On the other hand, with /O2 enabling optimization, the scalar implementation's loop also becomes subject to the compiler's automatic vectorization. Since we specified /arch:AVX2, the compiler can freely use AVX2 instructions and will automatically replace simple loops with vector instructions like vmulps. As a result, the machine code for both scalar and handwritten SIMD implementations becomes quite similar, and the difference between them shrinks to about 1.16x. The cost of std::copy (memory copy) performed in the benchmark affects both implementations equally, so the relative difference in gain computation itself becomes smaller within the overall processing time.

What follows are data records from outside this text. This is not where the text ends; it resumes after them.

//! Outcome-aware caching.
//!
//! Every stored value carries the [`Outcome`](crate::models::Outcome) of the
//! call that produced it, and its TTL comes from that outcome:
//!
//! | Outcome           | Default TTL |
//! |-------------------|-------------|
//! | `Success`         | 1 hour      |
//! | `ConfirmedNoData` | 5 minutes   |
//! | `RateLimited`     | 1 minute    |
//! | `TransientError`  | not cached  |
//!
//! Three backends implement [`OutcomeCache`]: [`MemoryCache`],
//! [`PersistentCache`] (memory plus a JSON snapshot) and [`HybridCache`]
//! (memory plus an [`ExternalStore`] such as Redis). [`build_cache`] picks
//! one from a [`CacheConfig`].

mod clock;
mod entry;
mod external;
mod hybrid;
mod memory;
mod pattern;
mod persistent;
mod policy;
mod traits;

use std::path::PathBuf;
use std::sync::Arc;
use std::time::Duration;

use log::{info, warn};
use serde::de::DeserializeOwned;
use serde::Serialize;

pub use clock::{Clock, ManualClock, SystemClock};
pub use entry::CacheEntry;
pub use external::{ExternalStore, RedisStore, DEFAULT_REDIS_PREFIX};
pub use hybrid::{HybridCache, DEFAULT_COOL_DOWN, DEFAULT_FALLBACK_TIMEOUT};
pub use memory::MemoryCache;
pub use pattern::KeyPattern;
pub use persistent::PersistentCache;
pub use policy::{
    CachePolicy, DEFAULT_NO_DATA_TTL, DEFAULT_RATE_LIMITED_TTL, DEFAULT_SUCCESS_TTL, MAX_TTL,
};
pub use traits::{CacheStats, OutcomeCache};

use crate::errors::CacheError;

/// Backend selection for [`build_cache`].
#[derive(Clone, Debug)]
pub struct CacheConfig {
    pub policy: CachePolicy,
    /// Snapshot file; enables [`PersistentCache`]
    pub persist_path: Option<PathBuf>,
    /// Redis URL; enables [`HybridCache`]
    pub redis_url: Option<String>,
    pub fallback_timeout: Duration,
}

impl Default for CacheConfig {
    fn default() -> Self {
        Self {
            policy: CachePolicy::default(),
            persist_path: None,
            redis_url: None,
            fallback_timeout: DEFAULT_FALLBACK_TIMEOUT,
        }
    }
}

/// Builds the cache described by `config`.
///
/// A Redis URL wins over a snapshot path. Only an invalid policy or an
/// unparseable Redis URL is an error; an unreachable Redis is not, the
/// hybrid cache simply runs from memory until it comes back.
pub async fn build_cache<T>(config: &CacheConfig) -> Result<Arc<dyn OutcomeCache<T>>, CacheError>
where
    T: Clone + Send + Sync + Serialize + DeserializeOwned + 'static,
{
    config.policy.validate()?;
    let clock: Arc<dyn Clock> = Arc::new(SystemClock);

    if let Some(url) = &config.redis_url {
        if config.persist_path.is_some() {
            warn!("Both a Redis URL and a cache path are configured; the cache path is ignored");
        }
        let store = Arc::new(RedisStore::open(url)?);
        info!(
            "Using hybrid cache (fallback timeout {:?})",
            config.fallback_timeout
        );
        return Ok(Arc::new(HybridCache::new(
            config.policy.clone(),
            store,
            config.fallback_timeout,
            clock,
        )));
    }

    if let Some(path) = &config.persist_path {
        info!("Using persistent cache at {}", path.display());
        return Ok(Arc::new(
            PersistentCache::open(path.clone(), config.policy.clone(), clock).await,
        ));
    }

    Ok(Arc::new(MemoryCache::with_clock(config.policy.clone(), clock)))
}

#[cfg(test)]
mod tests {
    use super::*;
    use crate::models::Outcome;

    #[tokio::test]
    async fn test_default_config_builds_memory_cache() {
        let cache = build_cache::<f64>(&CacheConfig::default()).await.unwrap();
        cache.set("k", Some(1.0), Outcome::Success).await;
        assert_eq!(cache.get("k").await, Some(1.0));
    }

    #[tokio::test]
    async fn test_invalid_policy_is_rejected() {
        let config = CacheConfig {
            policy: CachePolicy::from_millis(1_000, 60_000, 5_000),
            ..Default::default()
        };
        assert!(build_cache::<f64>(&config).await.is_err());
    }

    #[tokio::test]
    async fn test_persist_path_builds_persistent_cache() {
        let dir = tempfile::tempdir().unwrap();
        let config = CacheConfig {
            persist_path: Some(dir.path().join("cache.json")),
            ..Default::default()
        };
        let cache = build_cache::<f64>(&config).await.unwrap();
        cache.set("k", Some(1.0), Outcome::Success).await;
        assert!(dir.path().join("cache.json").exists());
    }

    #[tokio::test]
    async fn test_bad_redis_url_is_rejected() {
        let config = CacheConfig {
            redis_url: Some("definitely not a url".to_string()),
            ..Default::default()
        };
        assert!(build_cache::<f64>(&config).await.is_err());
    }
}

From these two patterns, we can understand the following:
- SIMD itself can be expected to provide a 2-3x improvement even without optimization
- In Release builds, the compiler performs aggressive vectorization, so the additional effect of handwritten SIMD may not be as dramatic
- In practical projects, a reasonable approach is to "first write straightforward C++ code, rely on optimization and auto-vectorization, and only consider handwritten SIMD for hot spots that are still performance bottlenecks"
Conclusion
In this article, we've reviewed the basic concepts of SIMD and confirmed how much speed actually changes through a simple benchmark of gain processing. While we saw a 2-3x difference without optimization, in Release builds the compiler automatically vectorizes code, which can reduce the additional benefit of handwritten SIMD to around 10% in some cases.
In practice, it seems appropriate to first write straightforward loops, profile them, and only carefully tune with SIMD for parts that are genuinely bottlenecks.